Ритм спектаклю ненавязчиво, но последовательно задают композитор Эдуард Тишин и хореограф Надежда Секачева. Сгенерированной ими энергией даже пронизано убогое жилище (с него мы начали), давящее своей тяжестью на сценическое повествование и действие. Если читатель еще не забыл, что мы в Театре кукол, напоминаю и объясняю - артисты не водят кукол из-за ширмы или из трюма, они в живом плане манипулируют с куклами параллельно драматической игре. Так вот: куклы танцующих женщин, привидевшихся Дон Кихоту в одном из эпизодов, выглядят впервые живо, пробуждают не только Дон Кихота, но и нас в зале.
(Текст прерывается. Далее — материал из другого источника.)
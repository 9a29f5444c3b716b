//! `stencil resolve`: print the directory a template resolves to.

use tracing::{info, instrument};

use crate::{
    cli::ResolveArgs,
    commands::{build_resolver, dir_name, install_options, original_directory, own_path},
    config::AppConfig,
    error::{CliError, CliResult},
    output::OutputManager,
};

/// Resolve (installing if needed) and print the template directory.
///
/// Package installs under the temp-prefix strategy are left in place, the
/// printed path points into them. `stencil cleanup` removes them.
#[instrument(skip_all, fields(template = %args.template))]
pub fn execute(args: ResolveArgs, config: AppConfig, output: OutputManager) -> CliResult<()> {
    let dir = original_directory(args.dir.as_deref())?;
    let own = own_path(&args.resolver, &config)?;
    let app_name = args.app_name.clone().unwrap_or_else(|| dir_name(&dir));

    let resolver = build_resolver(install_options(&args.resolver, &config), &output);

    let path = resolver
        .template_path(&args.template, &app_name, &own, &dir)?
        .ok_or_else(|| CliError::TemplateNotFound {
            template: args.template.clone(),
        })?;

    info!(path = %path.display(), "template resolved");
    output.data(&path.display().to_string())?;
    Ok(())
}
Этому способствуют и актеры массовых сцен Владимир Золотарь, Софья Лапаева, Евгений Суманеев, Аделя Закирова, Александр Иванов, Дарья Кузнецова.

Также выводит нас из сценографической клаустрофобии внезапный театр теней. Всегда эффектный прием тут сработал как спасательный круг - на стене внезапно появляется ожидаемая нами перспектива холмов Ла-Манчи, фигурки Дон Кихота, других персонажей, дерущихся в таверне. Наконец-то фантазия на ее законной художественной территории как бы одушевила декорацию, высвободила свою семантику и начала изъясняться на родном языке. От театра кукол мы прежде всего ждем образного прорыва, недоступного другим видам и жанрам театрального искусства. Ждем, что наше обыденное сознание перестроится при виде принципиально иного зрелища - беспомощные куклы станут чудно и трогательно жестикулировать, в волшебном свете оживут предметы и мертвый инвентарь, и этот маленький мир будет способен поведать о большом - о вечных загадках жизни. И даже подыгрывать самим людям!

Да, так случилось, что среди немногих кукол - дракона, лошади и женщин в грёзах, были герцог и герцогиня в таверне, и они решили подыграть Дон Кихоту. И хорошо получилось: оконце на стене открывается как подвесной деревянный помост и на нем прилеплены лица и руки кукол; и те с возвышения, из замка смотрят и общаются с Дон Кихотом. Словом, есть в спектакле живые находки, пусть и локальные. Они важнее цветистых авторских деклараций, заявленных в аннотации к постановке: «В спектакле создается иллюзия фантома, видения, а интересный музыкальный и пластический ряды погружают в необычную атмосферу, особый мир».

Ах, оставьте вы эти фантомы! Театр (и театр кукол) сам по себе такой фантом, что не знаешь, что и как в нем сдетонирует. Несмотря на сложности художественного порядка, новый «Дон Кихот» имеет не фантомный, а вполне ощутимый фундамент - идеи гуманизма, коими пронизан роман Мигеля де Сервантеса Сааведры. А сцена, пусть и маленькая посильно резонирует им в нашем железном веке.